EXERCISE: Using the listing below, please gather every line containing the word "Route".

(TASK INPUT)

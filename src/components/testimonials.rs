//! Student testimonials.

use crate::catalog;
use crate::state::RevealOptions;
use crate::types::{Icon, Testimonial};
use crate::view::{el, filled_icon, icon, Element, Node, ViewContext};

use super::{observe, reveal, section_header, Entrance, RevealTarget};

pub const REVEAL_ID: &str = "testimonials";

pub fn reveal_targets() -> Vec<RevealTarget> {
    vec![(REVEAL_ID.to_string(), RevealOptions::SECTION)]
}

fn testimonial_card(ctx: &ViewContext, testimonial: &Testimonial, index: usize) -> Element {
    let stars = (0..testimonial.rating).map(|_| filled_icon(Icon::Star, 16, "text-accent"));
    let card = el("figure")
        .class("card testimonial")
        .child(icon(Icon::Quote, 40, "testimonial-quote"))
        .child(el("div").class("stars").attr("aria-label", format!("{} stars", testimonial.rating)).children(stars))
        .child(el("blockquote").text(format!("\u{201c}{}\u{201d}", testimonial.content)))
        .child(
            el("figcaption")
                .class("testimonial-author")
                .child(el("img").attr("src", testimonial.avatar.as_str()).attr("alt", testimonial.author.as_str()))
                .child(
                    el("div")
                        .child(el("div").class("author-name").text(testimonial.author.as_str()))
                        .child(el("div").class("muted").text(testimonial.role.as_str())),
                ),
        );
    reveal(ctx, REVEAL_ID, Entrance::Lift, index as f64 * 0.15, card)
}

pub fn testimonials(ctx: &ViewContext) -> Node {
    let header = section_header(
        "Success Stories",
        "What Our",
        "Students Say",
        Some("Join thousands of students who've transformed their passion into profession."),
    );
    let cards = catalog::testimonials()
        .iter()
        .enumerate()
        .map(|(i, t)| testimonial_card(ctx, t, i));

    let section = el("section")
        .class("section testimonials")
        .child(
            el("div")
                .class("container")
                .child(reveal(ctx, REVEAL_ID, Entrance::Rise, 0.0, header))
                .child(el("div").class("grid grid-3").children(cards)),
        );
    observe(REVEAL_ID, section).into()
}

#[cfg(test)]
mod tests {
    use super::*;
    use crate::config::SiteConfig;
    use crate::router::Route;

    #[test]
    fn test_star_count_matches_rating() {
        let config = SiteConfig::default();
        let ctx = ViewContext::settled(&config, Route::Home);
        let node = testimonials(&ctx);
        let cards = node.find_all(&|e| e.has_class("testimonial"));
        assert_eq!(cards.len(), 3);
        let html = node.render();
        assert_eq!(html.matches("text-accent").count(), 15);
        assert!(html.contains("Michael Torres"));
    }
}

(End TASK INPUT)

RESPONSE:
    use crate::router::Route;
        let ctx = ViewContext::settled(&config, Route::Home);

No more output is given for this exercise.